18 If this reconstruction is successful, it is our only example of *-ew. The reconstruction is an attempt to combine Dempwolff's *buRaw (based on TBt. buro ‘pursue’, taken with the Tg. and NgD words) and *buru (based on TBt. buru ‘chase’, NgD kă-buro ‘chased away’, Saa huru ‘run’, taken with the Ml. and Jv. words). In reaching my reconstruction I take TBt. buru as probably a loanword and NgD -buro as a Malay loanword (leaving the final o unexplained) which has acquired a NgD prefix. The reconstruction *-ew is not interdependent with that of *R 3; the latter depends on the assumption that Jv. buru is inherited and not a loan from Malay. In either case, however, we can reach the reconstruction of *-ew. The reflexes assigned to *-ew (Tg. -aw, TBt. -o (?), Jv. -u, Ml. -u, NgD -aw) are parallel to those assigned to *-ey (Tg. -ay, TBt. -e, Jv. i, Ml. i, NgD -ey, Mer. -i); e.g. *qatey, Tg. qatáy, TBt. ate-ate, Jv. ati. Ml. (h)ati ‘liver’, NgD atey ‘feelings’, Mer. ati ‘liver’. Now Saa has -e from *-ey, as in s-ae ‘liver, feelings’, and we should perhaps expect Saa -o from *-ew rather than the -u of huru; but the discrepancy is explained as assimilation. The interesting part of this Saa word is its r; for Saa l reflects *R 1 (*paR 1i, Saa heli 'ray') and *R 2 (*uR 2at, Saa ule-ule 'tendon, vein'). If it is true that Dempwolff's two reconstructions above can be replaced by one, and if the association of Saa huru is correct, we have further evidence of a distinction other than *R1 and *R2.
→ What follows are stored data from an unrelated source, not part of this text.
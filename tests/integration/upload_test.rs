//! Integration tests for single and multi-file uploads.

mod helpers;

use std::io::{Cursor, Read};

use axum::http::StatusCode;
use helpers::{Part, TestApp};

#[tokio::test]
async fn test_single_upload_response_shape() {
    let app = TestApp::new();
    let response = app
        .upload("/api/upload", &[Part::file("file", "hello.txt", b"hello world")])
        .await;

    assert_eq!(response.status, StatusCode::OK);
    let body = &response.body;
    let token = body["token"].as_str().unwrap();

    assert_eq!(body["ok"], true);
    assert_eq!(token.len(), 8);
    assert_eq!(body["filename"], "hello.txt");
    assert_eq!(body["size"], 11);
    assert!(body["createdAt"].as_i64().unwrap() > 0);
    assert_eq!(body["url"], format!("/d/{token}"));
    assert!(body["maxDownloads"].is_null());
}

#[tokio::test]
async fn test_max_downloads_parsing() {
    let app = TestApp::new();

    for (raw, expected) in [
        ("3", serde_json::json!(3)),
        ("2.2", serde_json::json!(3)),
        ("abc", serde_json::Value::Null),
        ("0", serde_json::Value::Null),
        ("", serde_json::Value::Null),
    ] {
        let response = app
            .upload(
                "/api/upload",
                &[
                    Part::text("maxDownloads", raw),
                    Part::file("file", "a.txt", b"a"),
                ],
            )
            .await;
        assert_eq!(response.status, StatusCode::OK);
        assert_eq!(response.body["maxDownloads"], expected, "maxDownloads={raw:?}");
    }
}

#[tokio::test]
async fn test_upload_without_file_is_rejected() {
    let app = TestApp::new();

    let response = app
        .upload("/api/upload", &[Part::text("maxDownloads", "1")])
        .await;
    assert_eq!(response.status, StatusCode::BAD_REQUEST);
    assert_eq!(response.body["ok"], false);
    assert_eq!(response.body["error"], "VALIDATION");

    let response = app
        .upload("/api/upload", &[Part::file("file", "empty.txt", b"")])
        .await;
    assert_eq!(response.status, StatusCode::BAD_REQUEST);

    assert!(app.registry.is_empty());
}

#[tokio::test]
async fn test_oversized_file_is_rejected() {
    let app = TestApp::new();
    let big = vec![0u8; 1024 * 1024 + 1];

    let response = app
        .upload("/api/upload", &[Part::file("file", "big.bin", &big)])
        .await;

    assert_eq!(response.status, StatusCode::PAYLOAD_TOO_LARGE);
    assert_eq!(response.body["error"], "SIZE_EXCEEDED");
    assert!(app.registry.is_empty());
}

#[tokio::test]
async fn test_body_over_hard_limit_is_rejected() {
    let app = TestApp::new();
    let huge = vec![0u8; 4 * 1024 * 1024];

    let response = app
        .upload("/api/upload", &[Part::file("file", "huge.bin", &huge)])
        .await;

    assert_eq!(response.status, StatusCode::PAYLOAD_TOO_LARGE);
    assert!(app.registry.is_empty());
}

#[tokio::test]
async fn test_multi_upload_bundles_zip() {
    let app = TestApp::new();
    let response = app
        .upload(
            "/api/upload-multi",
            &[
                Part::file("files", "one.txt", b"first"),
                Part::file("files", "two.txt", b"second"),
                Part::text("maxDownloads", "1"),
            ],
        )
        .await;

    assert_eq!(response.status, StatusCode::OK, "{:?}", response.body);
    let token = response.body["token"].as_str().unwrap().to_string();
    assert_eq!(response.body["filename"], format!("impactqr-{token}.zip"));
    assert_eq!(response.body["maxDownloads"], 1);

    let download = app.get(&format!("/d/{token}")).await;
    assert_eq!(download.status, StatusCode::OK);

    let mut archive = zip::ZipArchive::new(Cursor::new(download.bytes.to_vec())).unwrap();
    assert_eq!(archive.len(), 2);

    let mut contents = String::new();
    archive
        .by_name("two.txt")
        .unwrap()
        .read_to_string(&mut contents)
        .unwrap();
    assert_eq!(contents, "second");
}

#[tokio::test]
async fn test_multi_upload_budgets() {
    let app = TestApp::new();

    let response = app.upload("/api/upload-multi", &[]).await;
    assert_eq!(response.status, StatusCode::BAD_REQUEST);

    let too_many: Vec<Part<'_>> = ["a", "b", "c", "d"]
        .into_iter()
        .map(|name| Part::file("files", name, b"x"))
        .collect();
    let response = app.upload("/api/upload-multi", &too_many).await;
    assert_eq!(response.status, StatusCode::PAYLOAD_TOO_LARGE);

    let mb = vec![1u8; 1024 * 1024];
    let response = app
        .upload(
            "/api/upload-multi",
            &[
                Part::file("files", "a", &mb),
                Part::file("files", "b", &mb),
                Part::file("files", "c", b"!"),
            ],
        )
        .await;
    assert_eq!(response.status, StatusCode::PAYLOAD_TOO_LARGE);
    assert_eq!(response.body["error"], "SIZE_EXCEEDED");

    assert!(app.registry.is_empty());
}

#[tokio::test]
async fn test_empty_parts_do_not_count_toward_file_limit() {
    let app = TestApp::new();
    let response = app
        .upload(
            "/api/upload-multi",
            &[
                Part::file("files", "a.txt", b"a"),
                Part::file("files", "b.txt", b"b"),
                Part::file("files", "c.txt", b"c"),
                Part::file("files", "empty.txt", b""),
            ],
        )
        .await;

    assert_eq!(response.status, StatusCode::OK, "{:?}", response.body);

    let token = response.body["token"].as_str().unwrap().to_string();
    let download = app.get(&format!("/d/{token}")).await;
    let archive = zip::ZipArchive::new(Cursor::new(download.bytes.to_vec())).unwrap();
    assert_eq!(archive.len(), 3);
}
//! Integration tests for locking and unlocking links.

mod helpers;

use axum::body::Body;
use axum::http::{Request, StatusCode, header};
use helpers::TestApp;

#[tokio::test]
async fn test_lock_unlock_flow() {
    let app = TestApp::new();
    let token = app.upload_file("secret.pdf", b"%PDF", None).await;

    let response = app.lock(&token, "hunter2").await;
    assert_eq!(response.status, StatusCode::OK);
    assert_eq!(response.body["ok"], true);

    let download = app.get(&format!("/d/{token}")).await;
    assert_eq!(download.status, StatusCode::UNAUTHORIZED);
    assert!(download.header(header::CONTENT_TYPE).starts_with("text/html"));
    assert!(download.text().contains("secret.pdf"));

    let probe = app.get(&format!("/api/exists/{token}")).await;
    assert_eq!(probe.body["ok"], false);

    let info = app.get(&format!("/api/file/{token}")).await;
    assert_eq!(info.body["locked"], true);

    let wrong = app.unlock(&token, "hunter3").await;
    assert_eq!(wrong.status, StatusCode::FORBIDDEN);
    assert_eq!(wrong.body["error"], "WRONG_SECRET");

    let right = app.unlock(&token, "hunter2").await;
    assert_eq!(right.status, StatusCode::OK);

    let download = app.get(&format!("/d/{token}")).await;
    assert_eq!(download.status, StatusCode::OK);
    assert_eq!(&download.bytes[..], b"%PDF");
}

#[tokio::test]
async fn test_locked_download_is_not_counted() {
    let app = TestApp::new();
    let token = app.upload_file("once.txt", b"1", Some("1")).await;
    app.lock(&token, "pw").await;

    for _ in 0..3 {
        let response = app.get(&format!("/d/{token}")).await;
        assert_eq!(response.status, StatusCode::UNAUTHORIZED);
    }

    app.unlock(&token, "pw").await;
    let response = app.get(&format!("/d/{token}")).await;
    assert_eq!(response.status, StatusCode::OK);
}

#[tokio::test]
async fn test_lock_requires_password() {
    let app = TestApp::new();
    let token = app.upload_file("a.txt", b"a", None).await;

    let response = app.lock(&token, "").await;
    assert_eq!(response.status, StatusCode::BAD_REQUEST);

    let response = app.lock(&token, "   ").await;
    assert_eq!(response.status, StatusCode::BAD_REQUEST);

    let response = app
        .request("POST", &format!("/api/lock/{token}"), None)
        .await;
    assert_eq!(response.status, StatusCode::BAD_REQUEST);

    let info = app.get(&format!("/api/file/{token}")).await;
    assert_eq!(info.body["locked"], false);
}

#[tokio::test]
async fn test_lock_unknown_token() {
    let app = TestApp::new();

    let response = app.lock("nothere1", "pw").await;
    assert_eq!(response.status, StatusCode::NOT_FOUND);

    let response = app.unlock("nothere1", "pw").await;
    assert_eq!(response.status, StatusCode::NOT_FOUND);
}

#[tokio::test]
async fn test_passwords_are_trimmed() {
    let app = TestApp::new();
    let token = app.upload_file("a.txt", b"a", None).await;

    assert_eq!(app.lock(&token, "  pw  ").await.status, StatusCode::OK);
    assert_eq!(app.unlock(&token, "pw").await.status, StatusCode::OK);
}

#[tokio::test]
async fn test_unlock_without_password_is_rejected() {
    let app = TestApp::new();
    let token = app.upload_file("a.txt", b"a", None).await;
    app.lock(&token, "pw").await;

    let response = app
        .request("DELETE", &format!("/api/lock/{token}"), None)
        .await;
    assert_eq!(response.status, StatusCode::FORBIDDEN);

    let response = app.get(&format!("/d/{token}")).await;
    assert_eq!(response.status, StatusCode::UNAUTHORIZED);
}

#[tokio::test]
async fn test_unlock_of_unlocked_link_is_rejected() {
    let app = TestApp::new();
    let token = app.upload_file("a.txt", b"a", None).await;

    let response = app.unlock(&token, "anything").await;
    assert_eq!(response.status, StatusCode::FORBIDDEN);
}

#[tokio::test]
async fn test_relock_replaces_password() {
    let app = TestApp::new();
    let token = app.upload_file("a.txt", b"a", None).await;

    app.lock(&token, "first").await;
    app.lock(&token, "second").await;

    assert_eq!(app.unlock(&token, "first").await.status, StatusCode::FORBIDDEN);
    assert_eq!(app.unlock(&token, "second").await.status, StatusCode::OK);
}

#[tokio::test]
async fn test_header_unlock_fallback() {
    let app = TestApp::new();
    let token = app.upload_file("a.txt", b"a", None).await;
    app.lock(&token, "pw").await;

    let wrong = Request::builder()
        .method("POST")
        .uri(format!("/api/lock/{token}?unlock=1"))
        .header("x-password", "nope")
        .body(Body::empty())
        .unwrap();
    assert_eq!(app.send(wrong).await.status, StatusCode::FORBIDDEN);

    let right = Request::builder()
        .method("POST")
        .uri(format!("/api/lock/{token}?unlock=1"))
        .header("x-password", " pw ")
        .body(Body::empty())
        .unwrap();
    let response = app.send(right).await;
    assert_eq!(response.status, StatusCode::OK);
    assert_eq!(response.body["ok"], true);

    let download = app.get(&format!("/d/{token}")).await;
    assert_eq!(download.status, StatusCode::OK);
}

#[tokio::test]
async fn test_malformed_lock_body() {
    let app = TestApp::new();
    let token = app.upload_file("a.txt", b"a", None).await;

    let req = Request::builder()
        .method("POST")
        .uri(format!("/api/lock/{token}"))
        .header(header::CONTENT_TYPE, "application/json")
        .body(Body::from("{not json"))
        .unwrap();
    let response = app.send(req).await;
    assert_eq!(response.status, StatusCode::BAD_REQUEST);
    assert_eq!(response.body["error"], "VALIDATION");
}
19 This is a combination of Dempwolff's *kaRus and *qaRus; the initial reflexes are dealt with in my forthcoming monograph on the PMP laryngeals. Jv. òs-òs ‘hiss’, cited by Dempwolff under his *haRus, is discarded because of its deviant meaning. NgD hărus-an (as well as its by-form with metathesis, rahus-an) ‘river-bed’ is taken to be or contain a loanword, perhaps from Malay.
20 There is no satisfactory explanation of Ml. e from *i.
21 Cf. Mer. tavéz-ina ‘to be made savory’ beside tavi ‘fat, savory’ (from *(tT)abe(q0), Tg. tabáq, TBt. tabo ‘fat, savory‘), in which the z must be analogical in origin.
22 Malgache et maanjan 59.
23 Cited directly from S. Elbert, Trukese-English and English-Trukese dictionary (1947). Otherwise Trukese words are cited in the same way as in Dyen, On the history of the Trukese vowels, Lg. 25.420-36 (1949).
24 If Saa r reflects *R 3 (see fn. 18 end), then Saa ahala- ‘shoulder’ indicates *R 2 in the PMP reconstruction.